David Sala n’écrit pas une simple bande dessinée. Non, il peint, il sculpte, il fait vibrer chaque case comme si Gustav Klimt avait décidé de raconter l’histoire de ses grands-parents résistants. Le Poids des héros, c’est du velours et du plomb, du doré éclatant et du gris cendré.
Dès les premières pages, on sent qu’on ne va pas juste lire une histoire, mais la porter sur les épaules. Sala plonge dans sa propre mémoire familiale, et avec lui, on s’immerge dans une époque où l’Histoire ne laissait pas vraiment le choix entre héros et victimes. Ça parle de guerre, de résistance, d’exil, et surtout de ce que ça fait à un gamin de grandir dans l’ombre de figures aussi lourdes que des statues soviétiques.
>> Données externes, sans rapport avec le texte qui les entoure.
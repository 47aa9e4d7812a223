//! Durable local copies of replicated items.
//!
//! Each remote item of a category with local content enabled becomes a
//! local entity, reached through a replica record
//! `(resource, remote id) -> local id`. Media referenced by the item is
//! downloaded once per URL and referenced by local media id, with companion
//! `<key>__url` and `<key>__mime` metadata.

mod media;

pub use media::{MediaMirror, MediaObject};

use chrono::{DateTime, SecondsFormat, Utc};
use serde_json::Value;
use sqlx::{FromRow, SqlitePool};
use std::collections::{BTreeMap, BTreeSet};
use syndic_core::{FieldDescriptor, FieldType, ItemCollection, RemoteItem};
use tokio::sync::Mutex;

/// Metadata key holding the featured media reference.
pub const FEATURED_MEDIA_KEY: &str = "featured_media";

/// Errors from the local mirror.
#[derive(Debug)]
pub enum MirrorError {
    Database(sqlx::Error),
    Io(std::io::Error),
    Download(String),
}

impl std::fmt::Display for MirrorError {
    fn fmt(&self, f: &mut std::fmt::Formatter<'_>) -> std::fmt::Result {
        match self {
            MirrorError::Database(e) => write!(f, "Database error: {}", e),
            MirrorError::Io(e) => write!(f, "I/O error: {}", e),
            MirrorError::Download(msg) => write!(f, "Download failed: {}", msg),
        }
    }
}

impl std::error::Error for MirrorError {
    fn source(&self) -> Option<&(dyn std::error::Error + 'static)> {
        match self {
            MirrorError::Database(e) => Some(e),
            MirrorError::Io(e) => Some(e),
            MirrorError::Download(_) => None,
        }
    }
}

impl From<sqlx::Error> for MirrorError {
    fn from(e: sqlx::Error) -> Self {
        MirrorError::Database(e)
    }
}

impl From<std::io::Error> for MirrorError {
    fn from(e: std::io::Error) -> Self {
        MirrorError::Io(e)
    }
}

/// A local copy of a remote item.
#[derive(Debug, Clone, PartialEq)]
pub struct LocalEntity {
    pub id: i64,
    pub resource: String,
    pub title: String,
    pub slug: String,
    pub status: String,
    pub content: String,
    pub created_at: DateTime<Utc>,
    pub modified_at: DateTime<Utc>,
    pub synced_at: DateTime<Utc>,
    pub meta: BTreeMap<String, Value>,
}

#[derive(FromRow)]
struct LocalEntityRow {
    id: i64,
    resource: String,
    title: String,
    slug: String,
    status: String,
    content: String,
    created_at: String,
    modified_at: String,
    synced_at: String,
}

fn format_ts(dt: DateTime<Utc>) -> String {
    dt.to_rfc3339_opts(SecondsFormat::Micros, true)
}

fn parse_ts(s: &str) -> DateTime<Utc> {
    DateTime::parse_from_rfc3339(s)
        .map(|dt| dt.with_timezone(&Utc))
        .unwrap_or(DateTime::<Utc>::UNIX_EPOCH)
}

/// Result of upserting one item.
#[derive(Debug, Clone, Copy, PartialEq, Eq)]
pub enum UpsertOutcome {
    Created(i64),
    Updated(i64),
}

impl UpsertOutcome {
    pub fn local_id(&self) -> i64 {
        match self {
            UpsertOutcome::Created(id) | UpsertOutcome::Updated(id) => *id,
        }
    }
}

/// Result of applying a collection.
#[derive(Debug, Clone, Default, PartialEq)]
pub struct ApplyReport {
    pub created: usize,
    pub updated: usize,
    /// Media references that could not be mirrored; the rest of each item
    /// was still applied.
    pub media_failures: usize,
    /// Items that could not be applied, by remote id.
    pub failures: Vec<(i64, String)>,
}

/// Metadata computed for one item before it is written.
#[derive(Default)]
struct MetaPlan {
    values: BTreeMap<String, Value>,
    /// Keys whose stored values must survive because their media could
    /// not be mirrored this time.
    keep: BTreeSet<String>,
    media_failures: usize,
}

impl MetaPlan {
    fn keep_media_field(&mut self, key: &str) {
        self.values.remove(key);
        self.keep.insert(key.to_string());
        self.keep.insert(url_key(key));
        self.keep.insert(mime_key(key));
        self.media_failures += 1;
    }
}

fn url_key(key: &str) -> String {
    format!("{}__url", key)
}

fn mime_key(key: &str) -> String {
    format!("{}__mime", key)
}

fn is_remote_url(value: &str) -> bool {
    value.starts_with("http://") || value.starts_with("https://")
}

pub struct LocalMirror {
    pool: SqlitePool,
    media: MediaMirror,
    /// Serializes upserts so a remote item maps to exactly one entity.
    lock: Mutex<()>,
}

impl LocalMirror {
    pub fn new(pool: SqlitePool, media: MediaMirror) -> Self {
        Self {
            pool,
            media,
            lock: Mutex::new(()),
        }
    }

    pub fn media(&self) -> &MediaMirror {
        &self.media
    }

    /// Upserts every item of a collection. Per-item failures are collected.
    pub async fn apply_collection(&self, resource: &str, collection: &ItemCollection) -> ApplyReport {
        let mut report = ApplyReport::default();

        for item in &collection.items {
            match self.upsert_with_report(resource, item, &collection.fields).await {
                Ok((UpsertOutcome::Created(_), media_failures)) => {
                    report.created += 1;
                    report.media_failures += media_failures;
                }
                Ok((UpsertOutcome::Updated(_), media_failures)) => {
                    report.updated += 1;
                    report.media_failures += media_failures;
                }
                Err(e) => {
                    tracing::warn!("Failed to mirror {} item {}: {}", resource, item.id, e);
                    report.failures.push((item.id, e.to_string()));
                }
            }
        }

        tracing::debug!(
            "Mirrored {}: {} created, {} updated, {} failed",
            resource,
            report.created,
            report.updated,
            report.failures.len()
        );
        report
    }

    /// Creates or updates the local entity of a remote item.
    pub async fn upsert(
        &self,
        resource: &str,
        item: &RemoteItem,
        fields: &[FieldDescriptor],
    ) -> Result<UpsertOutcome, MirrorError> {
        self.upsert_with_report(resource, item, fields)
            .await
            .map(|(outcome, _)| outcome)
    }

    async fn upsert_with_report(
        &self,
        resource: &str,
        item: &RemoteItem,
        fields: &[FieldDescriptor],
    ) -> Result<(UpsertOutcome, usize), MirrorError> {
        let _guard = self.lock.lock().await;
        let now = Utc::now();

        let outcome = match self.find_local_id(resource, item.id).await? {
            Some(local_id) => {
                sqlx::query(
                    r#"
                    UPDATE local_entities
                    SET title = ?, slug = ?, status = ?, content = ?, modified_at = ?, synced_at = ?
                    WHERE id = ?
                    "#,
                )
                .bind(&item.title)
                .bind(&item.slug)
                .bind(&item.status)
                .bind(&item.content)
                .bind(format_ts(item.modified_at))
                .bind(format_ts(now))
                .bind(local_id)
                .execute(&self.pool)
                .await?;
                UpsertOutcome::Updated(local_id)
            }
            None => {
                let mut tx = self.pool.begin().await?;
                let result = sqlx::query(
                    r#"
                    INSERT INTO local_entities
                        (resource, title, slug, status, content, created_at, modified_at, synced_at)
                    VALUES (?, ?, ?, ?, ?, ?, ?, ?)
                    "#,
                )
                .bind(resource)
                .bind(&item.title)
                .bind(&item.slug)
                .bind(&item.status)
                .bind(&item.content)
                .bind(format_ts(item.created_at))
                .bind(format_ts(item.modified_at))
                .bind(format_ts(now))
                .execute(&mut *tx)
                .await?;
                let local_id = result.last_insert_rowid();

                sqlx::query(
                    "INSERT INTO replica_records (resource, remote_id, local_id) VALUES (?, ?, ?)",
                )
                .bind(resource)
                .bind(item.id)
                .bind(local_id)
                .execute(&mut *tx)
                .await?;
                tx.commit().await?;
                UpsertOutcome::Created(local_id)
            }
        };

        let plan = self.plan_meta(item, fields, outcome.local_id()).await;
        let media_failures = plan.media_failures;
        self.write_meta(outcome.local_id(), plan).await?;

        Ok((outcome, media_failures))
    }

    /// Copies metadata verbatim and replaces media URLs with local media.
    async fn plan_meta(&self, item: &RemoteItem, fields: &[FieldDescriptor], owner: i64) -> MetaPlan {
        let mut plan = MetaPlan {
            values: item.meta.clone(),
            ..Default::default()
        };

        for field in fields.iter().filter(|f| f.field_type == FieldType::Media) {
            let value = match item.meta.get(&field.key) {
                Some(value) => value.clone(),
                None => continue,
            };
            self.mirror_field(&mut plan, &field.key, &value, owner).await;
        }

        if let Some(url) = &item.featured_media {
            self.mirror_field(
                &mut plan,
                FEATURED_MEDIA_KEY,
                &Value::String(url.clone()),
                owner,
            )
            .await;
        }

        plan
    }

    async fn mirror_field(&self, plan: &mut MetaPlan, key: &str, value: &Value, owner: i64) {
        match value {
            Value::String(url) if is_remote_url(url) => {
                match self.media.mirror_media(url, Some(owner)).await {
                    Ok(object) => {
                        plan.values.insert(key.to_string(), Value::from(object.id));
                        plan.values.insert(url_key(key), Value::String(object.file_url()));
                        plan.values.insert(mime_key(key), Value::String(object.mime_type));
                    }
                    Err(e) => {
                        tracing::warn!("Failed to mirror media {} for {}: {}", url, key, e);
                        plan.keep_media_field(key);
                    }
                }
            }
            Value::Array(urls)
                if !urls.is_empty() && urls.iter().all(|v| v.as_str().is_some_and(is_remote_url)) =>
            {
                let mut ids = Vec::new();
                let mut file_urls = Vec::new();
                let mut mimes = Vec::new();
                for url in urls.iter().filter_map(Value::as_str) {
                    match self.media.mirror_media(url, Some(owner)).await {
                        Ok(object) => {
                            ids.push(Value::from(object.id));
                            file_urls.push(Value::String(object.file_url()));
                            mimes.push(Value::String(object.mime_type));
                        }
                        Err(e) => {
                            tracing::warn!("Failed to mirror media {} for {}: {}", url, key, e);
                            plan.keep_media_field(key);
                            return;
                        }
                    }
                }
                plan.values.insert(key.to_string(), Value::Array(ids));
                plan.values.insert(url_key(key), Value::Array(file_urls));
                plan.values.insert(mime_key(key), Value::Array(mimes));
            }
            // Anything that is not an http(s) URL stays as sent
            _ => {}
        }
    }

    async fn write_meta(&self, entity_id: i64, plan: MetaPlan) -> Result<(), MirrorError> {
        let mut tx = self.pool.begin().await?;

        let existing: Vec<(String,)> =
            sqlx::query_as("SELECT meta_key FROM entity_meta WHERE entity_id = ?")
                .bind(entity_id)
                .fetch_all(&mut *tx)
                .await?;
        for (key,) in existing {
            if !plan.values.contains_key(&key) && !plan.keep.contains(&key) {
                sqlx::query("DELETE FROM entity_meta WHERE entity_id = ? AND meta_key = ?")
                    .bind(entity_id)
                    .bind(&key)
                    .execute(&mut *tx)
                    .await?;
            }
        }

        for (key, value) in &plan.values {
            sqlx::query(
                r#"
                INSERT INTO entity_meta (entity_id, meta_key, meta_value) VALUES (?, ?, ?)
                ON CONFLICT(entity_id, meta_key) DO UPDATE SET meta_value = excluded.meta_value
                "#,
            )
            .bind(entity_id)
            .bind(key)
            .bind(value.to_string())
            .execute(&mut *tx)
            .await?;
        }

        tx.commit().await?;
        Ok(())
    }

    async fn find_local_id(&self, resource: &str, remote_id: i64) -> Result<Option<i64>, MirrorError> {
        let row: Option<(i64,)> = sqlx::query_as(
            "SELECT local_id FROM replica_records WHERE resource = ? AND remote_id = ?",
        )
        .bind(resource)
        .bind(remote_id)
        .fetch_optional(&self.pool)
        .await?;
        Ok(row.map(|(id,)| id))
    }

    /// Local entity mirrored from a remote item, if any.
    pub async fn find_by_remote(
        &self,
        resource: &str,
        remote_id: i64,
    ) -> Result<Option<LocalEntity>, MirrorError> {
        match self.find_local_id(resource, remote_id).await? {
            Some(id) => self.get_entity(id).await,
            None => Ok(None),
        }
    }

    pub async fn get_entity(&self, id: i64) -> Result<Option<LocalEntity>, MirrorError> {
        let row: Option<LocalEntityRow> = sqlx::query_as("SELECT * FROM local_entities WHERE id = ?")
            .bind(id)
            .fetch_optional(&self.pool)
            .await?;
        let row = match row {
            Some(row) => row,
            None => return Ok(None),
        };

        let meta_rows: Vec<(String, String)> = sqlx::query_as(
            "SELECT meta_key, meta_value FROM entity_meta WHERE entity_id = ? ORDER BY meta_key",
        )
        .bind(id)
        .fetch_all(&self.pool)
        .await?;
        let meta = meta_rows
            .into_iter()
            .map(|(key, raw)| {
                let value = serde_json::from_str(&raw).unwrap_or(Value::String(raw));
                (key, value)
            })
            .collect();

        Ok(Some(LocalEntity {
            id: row.id,
            resource: row.resource,
            title: row.title,
            slug: row.slug,
            status: row.status,
            content: row.content,
            created_at: parse_ts(&row.created_at),
            modified_at: parse_ts(&row.modified_at),
            synced_at: parse_ts(&row.synced_at),
            meta,
        }))
    }

    /// Number of local entities mirrored for a resource.
    pub async fn count(&self, resource: &str) -> Result<i64, MirrorError> {
        let (count,): (i64,) =
            sqlx::query_as("SELECT COUNT(*) FROM replica_records WHERE resource = ?")
                .bind(resource)
                .fetch_one(&self.pool)
                .await?;
        Ok(count)
    }
}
Graphiquement, c’est un choc. Explosion de couleurs, motifs hypnotiques, compositions qui flirtent avec l’Art Nouveau, on est à mille lieues du documentaire historique classique. Ici, chaque planche est une œuvre en soi, une mosaïque vivante qui donne autant à voir qu’à ressentir. Les visages des héros sont figés dans une grandeur tragique, tandis que le jeune narrateur, lui, tente de se frayer un chemin entre admiration et écrasement.
Et c’est là toute la force du récit : ce poids des héros, ce n’est pas qu’une expression. C’est une pression, une attente, une espèce de dette invisible qu’on traîne sans trop savoir comment l’honorer. Sala nous montre cette transmission du passé, parfois lumineuse, parfois écrasante, avec une justesse qui prend aux tripes.
Bref, Le Poids des héros, c’est une fresque mémorielle entre rêve et cauchemar, un livre où chaque page pèse lourd, mais où l’émotion nous soulève.